Information shown =>
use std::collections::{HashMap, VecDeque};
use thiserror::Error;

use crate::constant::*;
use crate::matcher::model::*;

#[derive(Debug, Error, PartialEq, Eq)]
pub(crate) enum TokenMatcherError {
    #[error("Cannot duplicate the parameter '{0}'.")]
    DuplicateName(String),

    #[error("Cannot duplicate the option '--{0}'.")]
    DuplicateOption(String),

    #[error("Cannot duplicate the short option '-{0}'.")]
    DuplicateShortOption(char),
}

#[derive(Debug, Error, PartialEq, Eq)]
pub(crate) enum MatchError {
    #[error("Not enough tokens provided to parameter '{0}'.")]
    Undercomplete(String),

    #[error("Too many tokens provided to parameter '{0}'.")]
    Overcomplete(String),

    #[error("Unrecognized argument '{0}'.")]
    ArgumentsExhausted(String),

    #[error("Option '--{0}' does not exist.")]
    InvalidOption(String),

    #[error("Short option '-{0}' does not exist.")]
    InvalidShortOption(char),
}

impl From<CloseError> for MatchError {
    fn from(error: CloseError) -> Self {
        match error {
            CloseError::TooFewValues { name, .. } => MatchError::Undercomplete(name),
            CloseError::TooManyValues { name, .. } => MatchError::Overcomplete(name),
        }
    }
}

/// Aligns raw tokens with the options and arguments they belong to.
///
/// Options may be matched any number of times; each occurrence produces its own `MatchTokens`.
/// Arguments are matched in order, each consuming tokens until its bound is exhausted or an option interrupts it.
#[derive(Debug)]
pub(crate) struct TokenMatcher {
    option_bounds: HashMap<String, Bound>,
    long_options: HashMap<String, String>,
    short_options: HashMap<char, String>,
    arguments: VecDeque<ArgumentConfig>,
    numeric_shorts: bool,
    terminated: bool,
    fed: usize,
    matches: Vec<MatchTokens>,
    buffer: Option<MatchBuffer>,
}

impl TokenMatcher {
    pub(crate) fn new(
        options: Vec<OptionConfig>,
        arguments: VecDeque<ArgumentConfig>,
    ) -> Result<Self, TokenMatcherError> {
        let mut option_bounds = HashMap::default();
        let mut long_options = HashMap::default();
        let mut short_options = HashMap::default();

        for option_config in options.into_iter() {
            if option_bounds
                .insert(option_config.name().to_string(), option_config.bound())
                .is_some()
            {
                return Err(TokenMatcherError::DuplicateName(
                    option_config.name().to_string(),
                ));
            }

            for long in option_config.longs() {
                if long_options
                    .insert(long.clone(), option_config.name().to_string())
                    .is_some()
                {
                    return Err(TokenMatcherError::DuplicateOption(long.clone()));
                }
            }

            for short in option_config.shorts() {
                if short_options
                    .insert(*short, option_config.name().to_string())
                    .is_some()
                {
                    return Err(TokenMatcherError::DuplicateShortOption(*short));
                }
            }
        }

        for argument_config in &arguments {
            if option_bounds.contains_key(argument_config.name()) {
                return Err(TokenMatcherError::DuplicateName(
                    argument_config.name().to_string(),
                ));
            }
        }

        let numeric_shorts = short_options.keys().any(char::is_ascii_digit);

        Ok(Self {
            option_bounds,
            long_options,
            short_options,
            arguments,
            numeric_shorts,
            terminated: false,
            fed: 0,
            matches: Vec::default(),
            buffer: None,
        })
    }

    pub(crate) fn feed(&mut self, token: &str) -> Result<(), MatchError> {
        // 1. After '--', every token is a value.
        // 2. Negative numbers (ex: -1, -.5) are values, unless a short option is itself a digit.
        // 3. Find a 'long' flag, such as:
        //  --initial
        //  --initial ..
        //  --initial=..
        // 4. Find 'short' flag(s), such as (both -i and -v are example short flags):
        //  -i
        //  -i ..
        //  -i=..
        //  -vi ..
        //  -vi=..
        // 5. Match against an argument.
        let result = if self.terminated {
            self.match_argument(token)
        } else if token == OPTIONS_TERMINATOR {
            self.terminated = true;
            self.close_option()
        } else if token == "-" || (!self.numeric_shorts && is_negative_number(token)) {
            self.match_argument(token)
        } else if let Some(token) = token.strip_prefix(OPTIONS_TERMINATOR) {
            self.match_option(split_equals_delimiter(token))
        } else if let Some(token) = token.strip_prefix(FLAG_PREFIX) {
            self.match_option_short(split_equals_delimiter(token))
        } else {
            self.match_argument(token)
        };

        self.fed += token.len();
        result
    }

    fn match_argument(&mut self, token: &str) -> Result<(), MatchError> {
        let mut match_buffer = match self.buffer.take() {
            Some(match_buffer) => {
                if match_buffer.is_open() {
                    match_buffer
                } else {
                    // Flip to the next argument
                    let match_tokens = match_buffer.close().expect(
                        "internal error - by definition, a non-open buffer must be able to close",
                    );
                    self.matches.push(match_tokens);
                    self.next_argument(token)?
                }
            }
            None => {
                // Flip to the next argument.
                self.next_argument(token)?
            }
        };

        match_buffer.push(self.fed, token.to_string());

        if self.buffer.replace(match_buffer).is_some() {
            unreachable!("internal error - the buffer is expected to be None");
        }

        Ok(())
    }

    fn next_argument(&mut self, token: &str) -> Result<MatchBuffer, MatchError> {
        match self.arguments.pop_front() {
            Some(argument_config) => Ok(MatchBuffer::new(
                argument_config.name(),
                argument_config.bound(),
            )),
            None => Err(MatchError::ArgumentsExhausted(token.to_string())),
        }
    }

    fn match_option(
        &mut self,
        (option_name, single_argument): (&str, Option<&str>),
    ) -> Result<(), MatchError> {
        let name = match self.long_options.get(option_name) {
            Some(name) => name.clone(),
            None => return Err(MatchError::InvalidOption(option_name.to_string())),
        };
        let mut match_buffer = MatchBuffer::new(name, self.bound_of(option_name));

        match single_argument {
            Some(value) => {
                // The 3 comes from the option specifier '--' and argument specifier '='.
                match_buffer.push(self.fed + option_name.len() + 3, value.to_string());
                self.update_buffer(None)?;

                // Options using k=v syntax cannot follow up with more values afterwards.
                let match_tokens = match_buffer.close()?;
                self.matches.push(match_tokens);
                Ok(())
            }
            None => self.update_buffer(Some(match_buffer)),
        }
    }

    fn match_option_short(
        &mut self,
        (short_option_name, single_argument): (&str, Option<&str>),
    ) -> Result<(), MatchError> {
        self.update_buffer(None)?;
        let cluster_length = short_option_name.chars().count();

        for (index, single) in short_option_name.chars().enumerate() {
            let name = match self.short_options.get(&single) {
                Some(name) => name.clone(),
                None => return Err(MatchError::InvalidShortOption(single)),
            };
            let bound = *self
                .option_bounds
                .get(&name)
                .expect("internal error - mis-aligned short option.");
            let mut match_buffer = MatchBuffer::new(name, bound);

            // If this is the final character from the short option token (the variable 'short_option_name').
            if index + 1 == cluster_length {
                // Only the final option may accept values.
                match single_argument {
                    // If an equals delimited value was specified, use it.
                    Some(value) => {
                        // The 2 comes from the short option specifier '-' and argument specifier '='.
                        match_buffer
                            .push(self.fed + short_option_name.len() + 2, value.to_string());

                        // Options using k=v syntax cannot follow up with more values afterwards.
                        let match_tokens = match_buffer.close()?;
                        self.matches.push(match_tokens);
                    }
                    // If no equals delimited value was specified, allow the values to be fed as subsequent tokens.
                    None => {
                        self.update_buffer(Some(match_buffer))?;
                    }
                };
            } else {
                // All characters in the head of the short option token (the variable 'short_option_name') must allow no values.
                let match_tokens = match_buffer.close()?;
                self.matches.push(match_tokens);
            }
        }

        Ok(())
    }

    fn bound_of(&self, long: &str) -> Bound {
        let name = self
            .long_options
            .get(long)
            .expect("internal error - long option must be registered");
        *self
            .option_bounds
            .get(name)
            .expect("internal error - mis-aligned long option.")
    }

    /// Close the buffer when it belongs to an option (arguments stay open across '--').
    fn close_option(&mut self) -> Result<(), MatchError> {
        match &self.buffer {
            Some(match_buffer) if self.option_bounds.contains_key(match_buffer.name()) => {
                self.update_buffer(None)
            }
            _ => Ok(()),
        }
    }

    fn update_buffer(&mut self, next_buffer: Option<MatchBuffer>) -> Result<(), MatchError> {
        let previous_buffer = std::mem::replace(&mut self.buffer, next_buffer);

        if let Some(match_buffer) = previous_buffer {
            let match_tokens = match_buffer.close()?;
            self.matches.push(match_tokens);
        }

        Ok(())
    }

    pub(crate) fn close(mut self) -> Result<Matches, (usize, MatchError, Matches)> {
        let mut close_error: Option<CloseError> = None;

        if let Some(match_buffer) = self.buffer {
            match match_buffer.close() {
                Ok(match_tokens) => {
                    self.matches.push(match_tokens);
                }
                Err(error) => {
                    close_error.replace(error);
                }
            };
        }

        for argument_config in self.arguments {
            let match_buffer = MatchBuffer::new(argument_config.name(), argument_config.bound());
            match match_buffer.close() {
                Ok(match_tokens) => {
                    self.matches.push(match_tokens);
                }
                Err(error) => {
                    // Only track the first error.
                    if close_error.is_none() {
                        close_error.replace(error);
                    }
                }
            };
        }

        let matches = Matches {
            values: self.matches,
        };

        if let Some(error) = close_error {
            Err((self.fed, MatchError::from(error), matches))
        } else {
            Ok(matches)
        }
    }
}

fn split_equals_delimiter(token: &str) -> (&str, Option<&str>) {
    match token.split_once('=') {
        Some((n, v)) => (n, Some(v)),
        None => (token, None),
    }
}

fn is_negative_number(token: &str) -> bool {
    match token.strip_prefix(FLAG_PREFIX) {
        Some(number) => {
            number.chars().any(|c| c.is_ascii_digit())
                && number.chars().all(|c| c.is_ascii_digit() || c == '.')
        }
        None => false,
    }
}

To do => Please return all lines in the material above that include the word "Flip".

Answer box =>
                    // Flip to the next argument
                // Flip to the next argument.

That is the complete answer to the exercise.